Noan growth hybrid fund is a hybrid fund of noan fund, which was established on March 10, 2009 with the code of 320007. In 2019, the noan growth hybrid fund achieved 95% yield, ranking the top 10 among more than 3000 similar funds, and once became a star fund. However, the performance in the near half year of 2020 is not satisfactory, with the half year return of only 0.83%, ranking in the bottom 100 among more than 3000 funds of the same kind, which is in sharp contrast with the past brilliant performance.
On July 21, 2020, noan growth hybrid Fund released the latest quarterly report. By reviewing the quarterly report, we can find that noan growth hybrid still holds a large position in the chip semiconductor sector, and the position is very concentrated, and the top ten heavy positions even account for more than 80%.
In terms of future operational strategies, fund managers said:
Full resumption of work in the third quarter is a high probability event and should not be pessimistic. At present, the only systemic risks affecting the market are the second outbreak of the epidemic and the tightening of liquidity. The normalization of global epidemic situation has become inevitable. Liquidity may be slightly adjusted before the economy improves, but the probability of significant change is small. Therefore, in the case that these two major premises will not occur, we only need to pay attention to the situation of the industry itself and stock price expectation.
For the future market, there are three big judgments:
First, the probability of systemic risk is low. The systemic risks affecting the market are only two factors: the second outbreak of the epidemic and the tightening of liquidity. The normalization of global epidemic situation has become inevitable. Liquidity may be slightly adjusted before the economy improves, but the probability of significant change is small. Therefore, in the case that these two major premises will not occur, we only need to pay attention to the situation of the industry itself and stock price expectation, and the marginal impact of Sino US trade war is weakening Is no longer new information.
Second, the growth of science and technology repair market. From the perspective of industry segmentation, pharmaceutical consumption and other industries benefiting from the epidemic have seen a substantial increase, and the growth and repair market is optimistic in the second half of the year.
Third, maintain high positions. The key to this year is easy liquidity, which is the first thing to consider when making all decisions. In the context of monetary easing, long, medium and short logic can be concerned. Long logic looks at space and short logic looks at high-low switching.

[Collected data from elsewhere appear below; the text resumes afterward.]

use guandan_core::model::player::PersonalityTag;
use serde::Serialize;

/// Multipliers applied to strategy weights.
#[derive(Debug, Clone, Copy, PartialEq, Serialize)]
pub struct Personality {
    pub tag: PersonalityTag,
    pub risk_tolerance: f32,
    pub bomb_threshold: f32,
    pub teamwork_priority: f32,
    pub thinking_time_multiplier: f32,
    pub aggressiveness: f32,
}

impl Personality {
    pub const fn aggressive() -> Self {
        Self {
            tag: PersonalityTag::Aggressive,
            risk_tolerance: 1.4,
            bomb_threshold: 0.7,
            teamwork_priority: 0.8,
            thinking_time_multiplier: 0.8,
            aggressiveness: 1.2,
        }
    }

    pub const fn conservative() -> Self {
        Self {
            tag: PersonalityTag::Conservative,
            risk_tolerance: 0.6,
            bomb_threshold: 1.4,
            teamwork_priority: 1.0,
            thinking_time_multiplier: 1.2,
            aggressiveness: 0.8,
        }
    }

    pub const fn cooperative() -> Self {
        Self {
            tag: PersonalityTag::Cooperative,
            risk_tolerance: 1.0,
            bomb_threshold: 1.0,
            teamwork_priority: 1.5,
            thinking_time_multiplier: 1.0,
            aggressiveness: 1.0,
        }
    }

    pub const fn balanced() -> Self {
        Self {
            tag: PersonalityTag::Balanced,
            risk_tolerance: 1.0,
            bomb_threshold: 1.0,
            teamwork_priority: 1.0,
            thinking_time_multiplier: 1.0,
            aggressiveness: 1.0,
        }
    }

    pub const fn from_tag(tag: PersonalityTag) -> Self {
        match tag {
            PersonalityTag::Aggressive => Self::aggressive(),
            PersonalityTag::Conservative => Self::conservative(),
            PersonalityTag::Cooperative => Self::cooperative(),
            PersonalityTag::Balanced => Self::balanced(),
        }
    }

    /// Phase multiplier scale, kept within `0.8..=1.2`.
    pub fn aggression_scale(&self) -> f32 {
        self.aggressiveness.clamp(0.8, 1.2)
    }
}

impl Default for Personality {
    fn default() -> Self {
        Self::balanced()
    }
}

impl From<PersonalityTag> for Personality {
    fn from(tag: PersonalityTag) -> Self {
        Self::from_tag(tag)
    }
}
use guandan_core::game::{GameManager, Phase, PlayError, PlayOutcome};
use guandan_core::model::legal::{legal_plays, lowest_beating_play};
use guandan_core::model::player::Seat;
use guandan_core::model::rank::Rank;

/// Leads the weakest legal play, follows with the lowest beating play or passes.
fn step(manager: &mut GameManager) -> PlayOutcome {
    let state = manager.state();
    let seat = state.current_player;
    let cards = state.hand(seat).cards().to_vec();
    let choice = match &state.last_play {
        None => legal_plays(&cards, state.trump).into_iter().next(),
        Some(last) => lowest_beating_play(&cards, last),
    };
    match choice {
        Some(play) => manager.play_cards(seat, &play.ids()).expect("legal play"),
        None => manager.pass(seat).expect("pass after a lead"),
    }
}

#[test]
fn seeded_game_runs_to_completion() {
    let mut manager = GameManager::with_seed(2024);
    manager.start_new_game();
    let mut rounds = 0;
    for _ in 0..20_000 {
        match manager.state().phase {
            Phase::GameEnd => break,
            Phase::RoundEnd => {
                rounds += 1;
                manager.start_next_round().expect("round end");
            }
            Phase::Playing => {
                step(&mut manager);
                assert_eq!(manager.state().card_total(), 108);
            }
            Phase::Waiting => unreachable!("game was started"),
        }
    }
    let state = manager.state();
    assert_eq!(state.phase, Phase::GameEnd);
    assert_eq!(rounds, 12, "levels 2 through K end in a round break");
    assert_eq!(state.team_scores.iter().sum::<u32>(), 13);
    assert_eq!(manager.results().len(), 13);
    assert_eq!(manager.results().last().map(|r| r.level), Some(Rank::Ace));
    assert!(state.game_winner.is_some());
}

#[test]
fn round_winner_leads_next_round() {
    let mut manager = GameManager::with_seed(77);
    manager.start_new_game();
    while manager.state().phase == Phase::Playing {
        step(&mut manager);
    }
    let winner = manager.state().round_winner.expect("round winner");
    assert_eq!(manager.state().level, Rank::Three);
    manager.start_next_round().unwrap();
    let state = manager.state();
    assert_eq!(state.current_player, winner);
    assert_eq!(state.trump.rank, Rank::Three);
    assert_eq!(state.hand_sizes(), [27; 4]);
    assert!(state.history.is_empty());
}

#[test]
fn actions_after_round_end_are_rejected() {
    let mut manager = GameManager::with_seed(78);
    manager.start_new_game();
    while manager.state().phase == Phase::Playing {
        step(&mut manager);
    }
    let seat = manager.state().current_player;
    assert_eq!(
        manager.pass(seat),
        Err(PlayError::NotPlaying(Phase::RoundEnd))
    );
}

#[test]
fn trick_resets_only_on_wraparound() {
    let mut manager = GameManager::with_seed(79);
    manager.start_new_game();
    for _ in 0..200 {
        if manager.state().phase != Phase::Playing {
            break;
        }
        let before = manager.state().last_play_player;
        let acting = manager.state().current_player;
        let outcome = step(&mut manager);
        if let PlayOutcome::TrickReset { winner } = outcome {
            assert_eq!(Some(winner), before);
            assert_eq!(acting.next(), winner);
            assert!(manager.state().last_play.is_none());
            assert_eq!(manager.state().current_player, winner);
        }
    }
    assert!(Seat::LOOP.iter().all(|s| manager.state().hand(*s).len() <= 27));
}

Investment funds, especially stock funds and mixed funds, which are partial stock funds, have relatively high risks. If you choose improperly, or blindly pursue some so-called explosive funds, it is easy to have the situation of noan, which will bring great losses to themselves.
Investors should refer to the quarterly report in the fund manager's expression to decide whether to adjust the fund.

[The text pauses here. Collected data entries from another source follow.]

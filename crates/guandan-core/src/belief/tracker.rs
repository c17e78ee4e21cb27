//! Per-round card tracker: who has played what, and where the unseen cards probably are.

use crate::belief::inference::{HandInference, PlayerPattern, PlayerStats};
use crate::game::state::{GameState, TrickAction};
use crate::model::card::{Card, CardId, DECK_SIZE};
use crate::model::play::Play;
use crate::model::player::{SEATS, Seat};
use crate::model::rank::Rank;
use crate::model::trump::{CardTier, TrumpContext};
use std::array;
use std::cmp::Ordering;

const RENORMALIZE_PASSES: usize = 8;

/// An action the tracker can observe.
#[derive(Debug, Clone, PartialEq, Eq)]
pub enum TrackerAction {
    Played { seat: Seat, play: Play },
    Passed { seat: Seat },
}

impl TrackerAction {
    pub fn seat(&self) -> Seat {
        match self {
            TrackerAction::Played { seat, .. } | TrackerAction::Passed { seat } => *seat,
        }
    }
}

/// Belief state over the unseen cards, seen from `perspective`.
///
/// Every row other than the perspective's sums to the seat's remaining card count.
#[derive(Debug, Clone)]
pub struct CardTracker {
    perspective: Seat,
    trump: TrumpContext,
    round: u32,
    played: [bool; DECK_SIZE],
    own: [bool; DECK_SIZE],
    remaining: [usize; SEATS],
    probs: [[f32; DECK_SIZE]; SEATS],
    stats: [PlayerStats; SEATS],
    lead: Option<Play>,
    passes_since_lead: usize,
}

impl CardTracker {
    pub fn new(state: &GameState, perspective: Seat) -> Self {
        let mut tracker = Self {
            perspective,
            trump: state.trump,
            round: state.round_number,
            played: [false; DECK_SIZE],
            own: [false; DECK_SIZE],
            remaining: [0; SEATS],
            probs: [[0.0; DECK_SIZE]; SEATS],
            stats: array::from_fn(|_| PlayerStats::default()),
            lead: None,
            passes_since_lead: 0,
        };
        tracker.reset_for_round(state, perspective);
        tracker
    }

    /// Rebuilds from the current round: own hand, cards already played and hand sizes.
    pub fn reset_for_round(&mut self, state: &GameState, perspective: Seat) {
        self.perspective = perspective;
        self.trump = state.trump;
        self.round = state.round_number;
        self.played = [false; DECK_SIZE];
        self.own = [false; DECK_SIZE];
        self.stats = array::from_fn(|_| PlayerStats::default());
        for card in state.played_cards() {
            self.played[card.id.index()] = true;
        }
        for card in state.hand(perspective).iter() {
            self.own[card.id.index()] = true;
        }
        self.remaining = state.hand_sizes();
        self.lead = state.last_play.clone();
        self.passes_since_lead = state
            .current_trick
            .iter()
            .rev()
            .take_while(|entry| matches!(entry.action, TrickAction::Passed))
            .count();
        for entry in &state.history {
            self.stats[entry.seat.index()].record_play(entry.play.kind());
        }
        self.seed_uniform();
    }

    pub fn perspective(&self) -> Seat {
        self.perspective
    }

    pub fn round(&self) -> u32 {
        self.round
    }

    pub fn trump(&self) -> TrumpContext {
        self.trump
    }

    pub fn remaining(&self, seat: Seat) -> usize {
        self.remaining[seat.index()]
    }

    pub fn stats(&self, seat: Seat) -> &PlayerStats {
        &self.stats[seat.index()]
    }

    pub fn probability(&self, seat: Seat, id: CardId) -> f32 {
        self.probs[seat.index()][id.index()]
    }

    pub fn row_sum(&self, seat: Seat) -> f32 {
        self.probs[seat.index()].iter().sum()
    }

    pub fn is_played(&self, id: CardId) -> bool {
        self.played[id.index()]
    }

    /// Not played and not in the perspective's hand.
    pub fn is_unseen(&self, id: CardId) -> bool {
        !self.played[id.index()] && !self.own[id.index()]
    }

    pub fn unseen_cards(&self) -> impl Iterator<Item = Card> + '_ {
        (0..DECK_SIZE as u8)
            .map(CardId)
            .filter(|id| self.is_unseen(*id))
            .filter_map(Card::from_id)
    }

    pub fn played_total(&self) -> usize {
        self.played.iter().filter(|p| **p).count()
    }

    pub fn observe(&mut self, action: &TrackerAction) {
        match action {
            TrackerAction::Played { seat, play } => self.on_played(*seat, play),
            TrackerAction::Passed { seat } => self.on_passed(*seat),
        }
    }

    fn on_played(&mut self, seat: Seat, play: &Play) {
        for card in play.cards() {
            let index = card.id.index();
            self.played[index] = true;
            self.own[index] = false;
            for row in self.probs.iter_mut() {
                row[index] = 0.0;
            }
        }
        let slot = &mut self.remaining[seat.index()];
        *slot = slot.saturating_sub(play.len());
        self.stats[seat.index()].record_play(play.kind());
        self.lead = Some(play.clone());
        self.passes_since_lead = 0;
        for other in Seat::LOOP {
            if other != self.perspective {
                self.renormalize_row(other);
            }
        }
    }

    fn on_passed(&mut self, seat: Seat) {
        let lead_kind = self.lead.as_ref().map(Play::kind);
        self.stats[seat.index()].record_pass(lead_kind);
        if let Some(lead) = self.lead.clone() {
            if seat != self.perspective {
                let factor = 0.7 + 0.2 * self.stats[seat.index()].pass_rate();
                let main = lead.main_card();
                for card in self.unseen_cards().collect::<Vec<_>>() {
                    if self.trump.compare_strength(card, main) == Ordering::Greater {
                        self.probs[seat.index()][card.id.index()] *= factor;
                    }
                }
                self.renormalize_row(seat);
            }
        }
        self.passes_since_lead += 1;
        if self.passes_since_lead >= SEATS - 1 {
            self.lead = None;
            self.passes_since_lead = 0;
        }
    }

    fn seed_uniform(&mut self) {
        self.probs = [[0.0; DECK_SIZE]; SEATS];
        let unseen: Vec<usize> = (0..DECK_SIZE)
            .filter(|index| !self.played[*index] && !self.own[*index])
            .collect();
        if unseen.is_empty() {
            return;
        }
        for seat in Seat::LOOP {
            if seat == self.perspective {
                continue;
            }
            let p = (self.remaining[seat.index()] as f32 / unseen.len() as f32).min(1.0);
            for index in &unseen {
                self.probs[seat.index()][*index] = p;
            }
        }
    }

    /// Rescales one row to the seat's remaining count, capping each cell at 1.
    fn renormalize_row(&mut self, seat: Seat) {
        let target = self.remaining[seat.index()] as f32;
        let unseen: Vec<usize> = (0..DECK_SIZE)
            .filter(|index| !self.played[*index] && !self.own[*index])
            .collect();
        let row = &mut self.probs[seat.index()];
        if target == 0.0 {
            row.iter_mut().for_each(|p| *p = 0.0);
            return;
        }
        if unseen.iter().all(|index| row[*index] <= 0.0) {
            let p = (target / unseen.len().max(1) as f32).min(1.0);
            for index in &unseen {
                row[*index] = p;
            }
            return;
        }
        for _ in 0..RENORMALIZE_PASSES {
            let fixed: f32 = unseen.iter().map(|i| row[*i]).filter(|p| *p >= 1.0).sum();
            let free: f32 = unseen
                .iter()
                .map(|i| row[*i])
                .filter(|p| *p > 0.0 && *p < 1.0)
                .sum();
            if free <= 0.0 {
                break;
            }
            let scale = (target - fixed).max(0.0) / free;
            let mut clipped = false;
            for index in &unseen {
                let p = row[*index];
                if p > 0.0 && p < 1.0 {
                    let scaled = p * scale;
                    if scaled > 1.0 {
                        clipped = true;
                    }
                    row[*index] = scaled.min(1.0);
                }
            }
            if !clipped {
                break;
            }
        }
    }

    /// Expected number of `seat`'s cards at each rank, indexed by `Rank::index`.
    pub fn rank_mass(&self, seat: Seat) -> [f32; 15] {
        let mut mass = [0.0f32; 15];
        for card in self.unseen_cards() {
            mass[card.rank.index()] += self.probs[seat.index()][card.id.index()];
        }
        mass
    }

    /// Copies of `rank` neither played nor held by the perspective.
    pub fn unseen_of_rank(&self, rank: Rank) -> usize {
        self.unseen_cards().filter(|card| card.rank == rank).count()
    }

    pub fn infer_hand_structure(&self, seat: Seat) -> HandInference {
        if seat == self.perspective || self.remaining(seat) == 0 {
            return HandInference::EMPTY;
        }
        let mass = self.rank_mass(seat);
        let mut bombs = 0.0;
        let mut triples = 0.0;
        let mut pairs = 0.0;
        for rank in Rank::ORDERED {
            let m = mass[rank.index()];
            let bomb = ((m - 3.0) / 2.0).clamp(0.0, 1.0);
            bombs += bomb;
            triples += (m - 2.0).clamp(0.0, 1.0) * (1.0 - bomb);
            pairs += (m - 1.0).clamp(0.0, 1.0) * (1.0 - bomb);
        }
        if mass[Rank::SmallJoker.index()] + mass[Rank::BigJoker.index()] > 3.5 {
            bombs += 1.0;
        }

        let runnable: Vec<f32> = Rank::ORDERED
            .iter()
            .map(|rank| {
                if self.trump.runs_allow(*rank) {
                    mass[rank.index()].min(1.0)
                } else {
                    0.0
                }
            })
            .collect();
        let straights = runnable
            .windows(5)
            .map(|window| window.iter().product::<f32>())
            .sum::<f32>();

        let control_mass: f32 = self
            .unseen_cards()
            .filter(|card| self.trump.tier(*card) >= CardTier::TrumpRank)
            .map(|card| self.probs[seat.index()][card.id.index()])
            .sum();

        let hand_factor = 1.0 - self.remaining(seat) as f32 / 27.0;
        let progress = self.played_total() as f32 / DECK_SIZE as f32;
        let confidence = (0.5 * hand_factor + 0.5 * progress).clamp(0.0, 1.0);

        HandInference {
            bombs,
            straights,
            triples,
            pairs,
            has_control: control_mass >= 1.0,
            confidence,
        }
    }

    pub fn player_pattern(&self, seat: Seat) -> PlayerPattern {
        self.stats[seat.index()].pattern()
    }

    /// Table-wide bomb estimate over unseen cards.
    pub fn estimate_bomb_count(&self) -> f32 {
        let mut estimate = 0.0;
        for rank in Rank::ORDERED {
            if self.unseen_of_rank(rank) >= 4 {
                estimate += 0.3;
            }
        }
        let jokers = self.unseen_of_rank(Rank::SmallJoker) + self.unseen_of_rank(Rank::BigJoker);
        if jokers == 4 {
            estimate += 0.5;
        }
        estimate
    }

    /// Share of the table-wide estimate proportional to `seat`'s hidden cards.
    pub fn estimate_bomb_count_for(&self, seat: Seat) -> f32 {
        if seat == self.perspective {
            return 0.0;
        }
        let hidden: usize = Seat::LOOP
            .iter()
            .filter(|s| **s != self.perspective)
            .map(|s| self.remaining(*s))
            .sum();
        if hidden == 0 {
            return 0.0;
        }
        self.estimate_bomb_count() * self.remaining(seat) as f32 / hidden as f32
    }
}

If you want to invest in partial stock funds, including index stock funds, you must first settle down and do enough homework before making a decision. Don't blindly pursue those net red funds with soaring performance.
There are two issues we need to pay special attention to.
1. If a fund is at the top of the income list, it is likely to bet heavily on a certain industry or a few stocks. When it comes to the wind, the net value will increase by leaps and bounds. Naturally, the ranking will be particularly bright. However, once the wind is over, or facing adjustment, then the net value may also fall like a cliff. Therefore, the net value of such funds will inevitably fluctuate greatly.
2. Choosing active funds is to a large extent choosing fund managers. We should choose fund managers as long-distance running masters, not sprinters with strong explosive power. Only through the baptism of many rounds of bull and bear market, can we exercise the strength of fund managers. In addition, for the fund whose net value is rising rapidly, we should set up a reasonable way to stop the profit and let the income fall into the bag for safety.